Is the EU Really in Trouble, or Is Schöpflin Creating a Troublemaker?

Roland Freudenstein

 

 

 

 

Florian Hartleb

 

 

 

 

György Schöpflin sees the EU as being in big trouble. He has been a long-serving MEP and has a reputation as a great intellectual. Nevertheless, we believe his article deals with the facts as if in some kind of parallel universe.

When the President of the European Commission, Ursula von der Leyen, is elected by a majority of only nine votes, to us that’s a sign of democracy. Taking Schöpflin’s arguments, the new Commission has been given no real legitimacy by the Parliament after the Spitzenkandidat principle was rejected.
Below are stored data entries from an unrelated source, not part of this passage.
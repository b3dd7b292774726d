//! Expression rewrites: casts, type tests, `Map` access and XML literals.

use as3ts_ast::{NodeId, NodeKind};
use as3ts_diagnostics::messages;

use crate::emitter::{simple_name, starts_uppercase, EmitResultOf, Emitter};

/// Turn an XML literal into a template string; `{expr}` becomes `${expr}`.
pub fn xml_template(xml: &str) -> String {
    let mut out = String::with_capacity(xml.len() + 8);
    out.push('`');
    let mut depth = 0usize;
    let mut chars = xml.chars().peekable();
    while let Some(c) = chars.next() {
        match c {
            '{' => {
                if depth == 0 {
                    out.push('$');
                }
                out.push('{');
                depth += 1;
            }
            '}' if depth > 0 => {
                out.push('}');
                depth -= 1;
            }
            '`' if depth == 0 => out.push_str("\\`"),
            '\\' if depth == 0 => out.push_str("\\\\"),
            '$' if depth == 0 && chars.peek() == Some(&'{') => out.push_str("\\$"),
            _ => out.push(c),
        }
    }
    out.push('`');
    out
}

/// Whether a mapped type name can follow `instanceof`.
fn is_runtime_class(name: &str) -> bool {
    starts_uppercase(name)
        && name
            .chars()
            .all(|c| c.is_alphanumeric() || c == '_' || c == '$' || c == '.')
}

impl<'e> Emitter<'e> {
    // ========================================================================
    // Member access and calls
    // ========================================================================

    pub(crate) fn emit_dot(&mut self, id: NodeId) -> EmitResultOf<()> {
        let target = self.required_nth(id, 0)?;
        let member = self.required_nth(id, 1)?;
        self.visit(target)?;
        match self.tree.kind(member) {
            NodeKind::NamespaceAccess => {
                let name = self.required_nth(member, 1)?;
                self.catchup(self.range(member).0);
                self.skip_to(self.range(name).0);
            }
            NodeKind::E4xAttr | NodeKind::E4xStar => {
                let text = self.node_source(id);
                self.report(id, &messages::E4X_COPIED_UNCHANGED, &[text]);
            }
            _ => {}
        }
        Ok(())
    }

    /// `Foo(x)` with an unknown capitalized callee is a cast: `<Foo>(x)`.
    pub(crate) fn emit_call(&mut self, id: NodeId) -> EmitResultOf<()> {
        let callee = self.required_nth(id, 0)?;
        let arguments = self.required_nth(id, 1)?;
        match self.cast_type(callee, arguments) {
            Some(cast) => {
                let (start, end) = self.range(callee);
                self.catchup(start);
                self.skip_to(end);
                self.insert(&format!("<{cast}>"));
                self.visit(arguments)
            }
            None => self.visit_children(id),
        }
    }

    fn cast_type(&mut self, callee: NodeId, arguments: NodeId) -> Option<String> {
        if self.tree.children(arguments).len() != 1 {
            return None;
        }
        match self.tree.kind(callee) {
            NodeKind::Identifier => {
                let name = self.tree.text(callee).to_string();
                let options = self.options;
                if !starts_uppercase(&name)
                    || self.scopes.resolve_local(&name).is_some()
                    || options.tables.is_conversion_function(&name)
                {
                    return None;
                }
                Some(self.type_reference(&name, callee))
            }
            NodeKind::Vector => Some(self.type_reference(self.node_source(callee), callee)),
            _ => None,
        }
    }

    pub(crate) fn emit_new(&mut self, id: NodeId) -> EmitResultOf<()> {
        let (start, _) = self.range(id);
        let target = self.required_nth(id, 0)?;
        let (target_start, target_end) = self.range(target);
        match self.tree.kind(target) {
            NodeKind::ShortVector => {
                // new <T>[a, b] -> [a, b]
                let array = self.required_child(target, NodeKind::Array)?;
                self.catchup(start);
                self.skip_to(self.range(array).0);
                return self.visit(array);
            }
            NodeKind::Vector => {
                let element = self.tree.text(target).to_string();
                let element = self.type_reference(&element, target);
                self.catchup(target_start);
                self.skip_to(target_end);
                self.insert(&format!("Array<{element}>"));
            }
            NodeKind::Identifier => {
                let name = self.tree.text(target);
                match self.mapped_type(name).filter(|mapped| starts_uppercase(mapped)) {
                    Some(mapped) => {
                        self.catchup(target_start);
                        self.skip_to(target_end);
                        self.insert(&mapped);
                    }
                    None => self.visit(target)?,
                }
            }
            _ => self.visit(target)?,
        }
        match self.tree.find_child(id, NodeKind::Arguments) {
            Some(arguments) => self.visit(arguments),
            None => Ok(()),
        }
    }

    // ========================================================================
    // Type operators
    // ========================================================================

    pub(crate) fn emit_relation(&mut self, id: NodeId) -> EmitResultOf<()> {
        let (left, op, right) = match *self.tree.children(id) {
            [left, op, right] => (left, op, right),
            _ => return self.visit_children(id),
        };
        let operator = self.tree.text(op).to_string();
        match operator.as_str() {
            "as" => self.emit_as_cast(left, right),
            "is" => self.emit_is_check(id, left, right),
            "in" if self.is_map_expression(right) => self.emit_map_has(left, right),
            _ => self.visit_children(id),
        }
    }

    /// `x as T` -> `(<T>x)`
    fn emit_as_cast(&mut self, left: NodeId, right: NodeId) -> EmitResultOf<()> {
        let mapped = self.type_reference(self.node_source(right), right);
        let (left_start, left_end) = self.range(left);
        self.catchup(left_start);
        self.insert(&format!("(<{mapped}>"));
        self.visit(left)?;
        self.catchup(left_end);
        self.skip_to(self.range(right).1);
        self.insert(")");
        Ok(())
    }

    /// `x is T`: `typeof` for primitives, `Array.isArray` for arrays,
    /// `instanceof` with a warning for everything else.
    fn emit_is_check(&mut self, id: NodeId, left: NodeId, right: NodeId) -> EmitResultOf<()> {
        let raw = self.node_source(right);
        let simple = simple_name(raw);
        let (left_start, left_end) = self.range(left);
        let (_, right_end) = self.range(right);
        let options = self.options;

        let (prefix, suffix) = if let Some(primitive) = options.tables.primitive_check(simple) {
            ("typeof ".to_string(), format!(" === \"{primitive}\""))
        } else if simple == "Array" || raw.starts_with("Vector.<") {
            ("Array.isArray(".to_string(), ")".to_string())
        } else {
            let mapped = self.type_reference(raw, right);
            let class = if is_runtime_class(&mapped) { mapped.as_str() } else { "Object" };
            self.report(id, &messages::IS_CHECK_ON_CUSTOM_TYPE, &[raw]);
            (String::new(), format!(" instanceof {class} /* is {raw} */"))
        };

        self.catchup(left_start);
        self.insert(&prefix);
        self.visit(left)?;
        self.catchup(left_end);
        self.skip_to(right_end);
        self.insert(&suffix);
        Ok(())
    }

    // ========================================================================
    // Map access
    // ========================================================================

    /// Emit `target.method(key`, returning the emitted target and key.
    fn emit_map_call(&mut self, target: NodeId, key: NodeId, method: &str) -> EmitResultOf<(String, String)> {
        let target_text = self.capture(target)?;
        self.skip_to(self.range(key).0);
        self.insert(&format!(".{method}("));
        let key_text = self.capture(key)?;
        Ok((target_text, key_text))
    }

    /// Skip past the `]` closing an accessor and close the call.
    fn close_map_call(&mut self, key: NodeId, accessor: NodeId) -> EmitResultOf<()> {
        self.catchup(self.range(key).1);
        self.skip_to(self.range(accessor).1);
        self.insert(")");
        Ok(())
    }

    pub(crate) fn emit_array_accessor(&mut self, id: NodeId) -> EmitResultOf<()> {
        let target = self.required_nth(id, 0)?;
        let key = self.required_nth(id, 1)?;
        if !self.is_map_expression(target) {
            return self.visit_children(id);
        }
        self.emit_map_call(target, key, "get")?;
        self.close_map_call(key, id)
    }

    pub(crate) fn emit_assign(&mut self, id: NodeId) -> EmitResultOf<()> {
        let left = self.required_nth(id, 0)?;
        let op = self.required_nth(id, 1)?;
        let right = self.required_nth(id, 2)?;
        if self.tree.kind(left) != NodeKind::ArrayAccessor {
            return self.visit_children(id);
        }
        let target = self.required_nth(left, 0)?;
        let key = self.required_nth(left, 1)?;
        if !self.is_map_expression(target) {
            return self.visit_children(id);
        }

        let operator = self.tree.text(op).to_string();
        let (right_start, right_end) = self.range(right);
        let (target_text, key_text) = self.emit_map_call(target, key, "set")?;
        self.skip_to(right_start);
        if operator == "=" {
            self.insert(", ");
            self.visit(right)?;
            self.catchup(right_end);
            self.insert(")");
        } else {
            // d[k] += v -> d.set(k, d.get(k) + (v))
            let binary = operator.trim_end_matches('=');
            self.insert(&format!(", {target_text}.get({key_text}) {binary} ("));
            self.visit(right)?;
            self.catchup(right_end);
            self.insert("))");
        }
        Ok(())
    }

    pub(crate) fn emit_delete(&mut self, id: NodeId) -> EmitResultOf<()> {
        let operand = self.required_nth(id, 0)?;
        if self.tree.kind(operand) != NodeKind::ArrayAccessor {
            return self.visit_children(id);
        }
        let target = self.required_nth(operand, 0)?;
        let key = self.required_nth(operand, 1)?;
        if !self.is_map_expression(target) {
            return self.visit_children(id);
        }
        self.catchup(self.range(id).0);
        self.skip_to(self.range(target).0);
        self.emit_map_call(target, key, "delete")?;
        self.close_map_call(key, operand)
    }

    /// `k in d` -> `d.has(k)`
    fn emit_map_has(&mut self, key: NodeId, map: NodeId) -> EmitResultOf<()> {
        let key_text = self.take(key)?;
        let (map_start, map_end) = self.range(map);
        self.skip_to(map_start);
        self.visit(map)?;
        self.catchup(map_end);
        self.insert(&format!(".has({key_text})"));
        Ok(())
    }

    // ========================================================================
    // XML
    // ========================================================================

    pub(crate) fn emit_xml(&mut self, id: NodeId) -> EmitResultOf<()> {
        let (start, end) = self.range(id);
        let template = xml_template(self.node_source(id));
        self.catchup(start);
        self.skip_to(end);
        self.insert(&template);
        Ok(())
    }

    /// E4X operators have no counterpart; only their base expression is emitted.
    pub(crate) fn emit_e4x(&mut self, id: NodeId) -> EmitResultOf<()> {
        let text = self.node_source(id);
        self.report(id, &messages::E4X_COPIED_UNCHANGED, &[text]);
        match self.tree.kind(id) {
            NodeKind::E4xFilter | NodeKind::E4xDescendant => {
                let target = self.required_nth(id, 0)?;
                self.visit(target)
            }
            _ => Ok(()),
        }
    }
}

#[cfg(test)]
mod tests {
    use super::*;

    #[test]
    fn test_xml_template() {
        assert_eq!(xml_template("<a x={v}>{w}</a>"), "`<a x=${v}>${w}</a>`");
        assert_eq!(xml_template("<a>`cost: $5`</a>"), "`<a>\\`cost: $5\\`</a>`");
        assert_eq!(xml_template("<a>${b}</a>"), "`<a>\\$${b}</a>`");
        assert_eq!(xml_template("<a>{ {k: 1}.k }</a>"), "`<a>${ {k: 1}.k }</a>`");
    }

    #[test]
    fn test_runtime_class() {
        assert!(is_runtime_class("Sprite"));
        assert!(is_runtime_class("Map"));
        assert!(!is_runtime_class("Map<any, any>"));
        assert!(!is_runtime_class("number"));
        assert!(!is_runtime_class("any[]"));
    }
}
What he doesn’t say is that prime ministers such as Viktor Orbán have actively torpedoed this flagship project of the EU and especially the European People’s Party (EPP)—of which Orbán’s party Fidesz is still a member (although suspended after a sordid poster campaign against then Commission president Juncker (EPP); one Fidesz politician was even elected Vice President of the European Parliament on an EPP ticket despite the suspension.)
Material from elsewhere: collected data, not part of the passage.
//! The ActionScript 3 parser implementation.
//!
//! A recursive descent parser with one function per grammar production. It
//! pulls tokens from the scanner one at a time and builds an owned [`Node`]
//! tree. A node ends where its last child ends unless it owns a closing
//! delimiter, in which case it ends after that delimiter.

use as3ts_ast::keywords::is_reserved;
use as3ts_ast::{Node, NodeKind};
use as3ts_core::text::LineMap;
use as3ts_diagnostics::ConvertError;
use as3ts_scanner::{Checkpoint, Scanner, Token};
use tracing::{debug, trace};

use crate::precedence::{get_binary_operator_precedence, is_assignment_operator, OperatorPrecedence};
use crate::utilities::*;

/// Maximum recursion depth to prevent stack overflow on deeply nested input.
const MAX_RECURSION_DEPTH: u32 = 200;

type PResult<T> = Result<T, ConvertError>;

/// Parse one source file into its compilation unit.
pub fn parse(file_name: &str, content: &str) -> Result<Node, ConvertError> {
    debug!(file = file_name, bytes = content.len(), "parsing");
    Parser::new(file_name, content).parse_compilation_unit()
}

/// Where a directive appears; decides metadata and constructor handling.
#[derive(Debug, Clone, Copy, PartialEq, Eq)]
enum Context {
    Unit,
    Package,
    Class,
    Block,
}

/// Everything needed to rewind a speculative parse.
#[derive(Clone, Copy)]
struct ParserCheckpoint<'a> {
    scanner: Checkpoint,
    token: Token<'a>,
    newline_before: bool,
    pending_comments: usize,
}

/// The parser produces a compilation unit from ActionScript 3 source text.
pub struct Parser<'a> {
    file_name: String,
    source: &'a str,
    scanner: Scanner<'a>,
    line_map: LineMap,
    /// Current token; comments and newlines never appear here.
    token: Token<'a>,
    /// Whether a newline separated the current token from the previous one.
    newline_before: bool,
    /// Block comments scanned since the last list flush.
    pending_comments: Vec<Node>,
    /// Name of the class whose body is being parsed, for constructor detection.
    class_name: Option<String>,
    /// Cleared inside `for (...)` headers so `in` is not read as an operator.
    allow_in: bool,
    /// Tracks recursion depth to prevent stack overflow on deeply nested input.
    recursion_depth: u32,
}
Schöpflin doesn’t mention Brexit, which is leaving the United Kingdom in chaos. Although the referendum result was a major triumph of Eurosceptic populism, the British government’s mishandling of the negotiations in the withdrawal process that followed highlights the risks of taking that step. As a result, leaving the EU has become massively less popular in the other member countries, as not only Eurobarometer polls clearly show. For the first time, turnout in elections to the European Parliament actually increased, and there was no Eurosceptic wave, as expected by Fidesz politicians. In fact, the European electorate voted to preserve the EU.

Instead, Schöpflin accuses the European Commission of being too political—ignoring achievements such as the end of mobile roaming charges. He blames liberals and their alleged dreams of creating an empire. But the Belgian liberal Guy Verhofstadt is absolutely right when he says that the world order of tomorrow is a world of empires in which we Europeans have to work closely together—which doesn’t mean that Verhofstadt sees Europe itself as an empire in the classical sense. What is wrong with this, and what is the alternative in a more complex and multipolar world with rising powers such as China? For Russia, Eurosceptic parties are “useful idiots” in order to destabilise the West. In any case, European nations by themselves cannot cope with developments such as climate change, energy security, crime, terrorism and migration.
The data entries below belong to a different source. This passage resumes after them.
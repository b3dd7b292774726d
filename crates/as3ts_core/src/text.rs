//! Text range and line map types for source location tracking.
//!
//! Every token and AST node records byte offsets into the original source;
//! these helpers turn those offsets back into slices and human readable
//! positions.

use std::fmt;
use std::ops::Range;

/// A position in source text, measured as a byte offset from the start.
pub type TextPos = usize;

/// A text range with start and end positions.
#[derive(Copy, Clone, Eq, PartialEq, Hash, Default)]
pub struct TextRange {
    /// The byte offset where this range starts (inclusive).
    pub pos: TextPos,
    /// The byte offset where this range ends (exclusive).
    pub end: TextPos,
}

impl TextRange {
    /// Create a new text range.
    #[inline]
    pub fn new(pos: TextPos, end: TextPos) -> Self {
        debug_assert!(end >= pos);
        Self { pos, end }
    }

    /// Create an empty range at a position.
    #[inline]
    pub fn empty(pos: TextPos) -> Self {
        Self { pos, end: pos }
    }

    /// The length of this range in bytes.
    #[inline]
    pub fn len(&self) -> TextPos {
        self.end - self.pos
    }

    #[inline]
    pub fn is_empty(&self) -> bool {
        self.pos == self.end
    }

    /// Whether this range contains a position.
    #[inline]
    pub fn contains(&self, pos: TextPos) -> bool {
        pos >= self.pos && pos < self.end
    }

    /// Whether `other` lies entirely within this range.
    #[inline]
    pub fn encloses(&self, other: &TextRange) -> bool {
        other.pos >= self.pos && other.end <= self.end
    }

    /// Convert to a byte range.
    #[inline]
    pub fn to_range(&self) -> Range<usize> {
        self.pos..self.end
    }

    /// Return a new range covering both this range and the other.
    pub fn union(&self, other: &TextRange) -> TextRange {
        TextRange::new(self.pos.min(other.pos), self.end.max(other.end))
    }
}

impl fmt::Debug for TextRange {
    fn fmt(&self, f: &mut fmt::Formatter<'_>) -> fmt::Result {
        write!(f, "{}..{}", self.pos, self.end)
    }
}

impl fmt::Display for TextRange {
    fn fmt(&self, f: &mut fmt::Formatter<'_>) -> fmt::Result {
        write!(f, "[{}, {})", self.pos, self.end)
    }
}

/// Line and column information derived from source text.
#[derive(Debug, Copy, Clone, Eq, PartialEq)]
pub struct LineAndColumn {
    /// 0-based line number.
    pub line: usize,
    /// 0-based column, counted in characters.
    pub character: usize,
}

impl LineAndColumn {
    pub fn new(line: usize, character: usize) -> Self {
        Self { line, character }
    }
}

/// A map from byte offsets to line numbers, built from source text.
///
/// Line starts are precomputed once per file; lookups are a binary search.
#[derive(Debug, Clone)]
pub struct LineMap {
    /// Byte offsets of the start of each line.
    line_starts: Vec<TextPos>,
    text: String,
}

impl LineMap {
    /// Build a line map from source text.
    pub fn new(text: &str) -> Self {
        let mut line_starts = vec![0];
        for (i, byte) in text.bytes().enumerate() {
            if byte == b'\n' {
                line_starts.push(i + 1);
            }
        }
        Self {
            line_starts,
            text: text.to_string(),
        }
    }

    /// Get the line number (0-based) for a byte offset.
    pub fn line_of(&self, pos: TextPos) -> usize {
        match self.line_starts.binary_search(&pos) {
            Ok(line) => line,
            Err(line) => line - 1,
        }
    }

    /// Get the 0-based line and column for a byte offset.
    pub fn line_and_column_of(&self, pos: TextPos) -> LineAndColumn {
        let pos = pos.min(self.text.len());
        let line = self.line_of(pos);
        let line_start = self.line_starts[line];
        let character = self
            .text
            .get(line_start..pos)
            .map_or(pos - line_start, |s| s.chars().count());
        LineAndColumn { line, character }
    }

    /// 1-based `(line, column)` for a byte offset, as shown in error messages.
    pub fn position_of(&self, pos: TextPos) -> (usize, usize) {
        let lc = self.line_and_column_of(pos);
        (lc.line + 1, lc.character + 1)
    }

    /// Get the byte offset of the start of a line.
    pub fn line_start(&self, line: usize) -> TextPos {
        self.line_starts[line]
    }

    /// Get the total number of lines.
    pub fn line_count(&self) -> usize {
        self.line_starts.len()
    }
}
Schöpflin sees legal-constitutional issues as being ignored in today’s EU. We don’t think that’s true. But it is very much the case in Viktor Orbán’s Hungary. In 2014, Orbán openly declared his intention to install an “illiberal state” at the expense of media freedom, an independent judiciary and so on. The EU’s decision to open Article 7 proceedings against Poland and Hungary for breaches of the rule of law was the only logical reaction. And, of course, the same standards apply to every member state, including France and Germany. Schöpflin ignores this and confuses international law with the rule of law. The EU enforces the rule of law as demanded by the treaties signed by all member states upon accession. Instead, Schöpflin uses the discourse of victimisation: small states, and especially the post-communist ones, must suffer new imperial trends. This fits perfectly into the rhetoric of radicals, in Estonia too, who have absurdly begun talking about the EU as a “Soviet Union 2.0”—a term equally used by the French radical Marine Le Pen. Sure, the EU has some problems. But it exists in order to tackle them. Because the EU is still above all a problem-solver, not a troublemaker, as Schöpflin portrays it.

 

This article was published in ICDS Diplomaatia magazine.